Mujahedin Khalq Partners Must Watch Out!

It seems as if the West has plans for Iran and it looks like the Mujahedin-e Khalq (MKO) terrorists will be useful tools, as long as neo-con bullies get a buy-in from the American public. The MKO seems to be OK with being used in such a fashion—because, for them, it means more free and more misleading publicity. The MKO raised eyebrows in 2002, when they first revealed the alleged Iranian nuclear facilities in Natanz. Their Washington-based press conference was more like a massive political advertisement. They managed to gain a lot of airtime by major TV networks, while cunningly and quietly raising credit for terrorism. The press conference that year propelled the MKO to collaborate with the conservative media; in time, their chief propaganda artist, Alireza Jafarzadeh, became an analyst for Fox News and then produced an anti-Iran themed book. Since the first press conference in 2002, the group has deliberately hastened anti-Iran sentiment and fueled neocons of the Bush administration who consider the MKO a useful arm in advancing their warmonger policies in the Middle East. The MKO leaders are professional charlatans and they know how to raise money by using “human rights” poster children in order to gain sympathy. They are disgustingly slick. And now they have partners—Israel’s Mossad intelligence, the United State’s CIA, and Britain’s MI6.
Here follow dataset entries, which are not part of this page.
//! Envoy-compatible external authorization sidecar—mint, cache, and inject platform OIDC
//! identity tokens while pinning authorized traffic to port 443.

#![deny(clippy::all, missing_docs, unused_crate_dependencies)]

pub mod authority;
pub mod check;
pub mod config;
pub mod error;
pub mod obs;
pub mod server;
pub mod token;

mod _prelude {
	pub use std::{
		collections::BTreeMap,
		fmt::{Debug, Display, Formatter, Result as FmtResult},
		sync::Arc,
	};

	pub use async_lock::Mutex as AsyncMutex;
	pub use parking_lot::RwLock;
	pub use reqwest::{Client as ReqwestClient, Error as ReqwestError};
	pub use serde::{Deserialize, Serialize};
	pub use thiserror::Error as ThisError;
	pub use time::{Duration, OffsetDateTime};
	pub use url::Url;

	pub use crate::error::{Error, Result};
}

pub use url;
#[cfg(test)] use {httpmock as _, tower as _};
In November 2010, two top Iranian scientists, who were also university professors, were assassinated in Tehran. The incident occurred following a seemingly unrelated event in which European Union parliament members asked their foreign policy chief, Catherine Ashton, to pressure the United States to remove the MKO from its list of foreign terrorist organizations. In addition, two other events occurred. Yossi Melman of Israel’s Haaretz reports that one was “the leaking of State Department documents, many of which deal with the world’s concern about Iran’s nuclear program,” and the other was “the appointment of Tamil Pardo as the new head of Mossad, Israel’s foreign espionage agency.” [1] Melman, an Israeli intelligence expert, asserts that these events have an obvious link and that “they are part of endless efforts by the Israeli intelligence community, together with its Western counterparts including Britain’s MI6 and America’s CIA, to sabotage, delay and if possible, to stop Iran from reaching its goal of having its first nuclear bomb."[2].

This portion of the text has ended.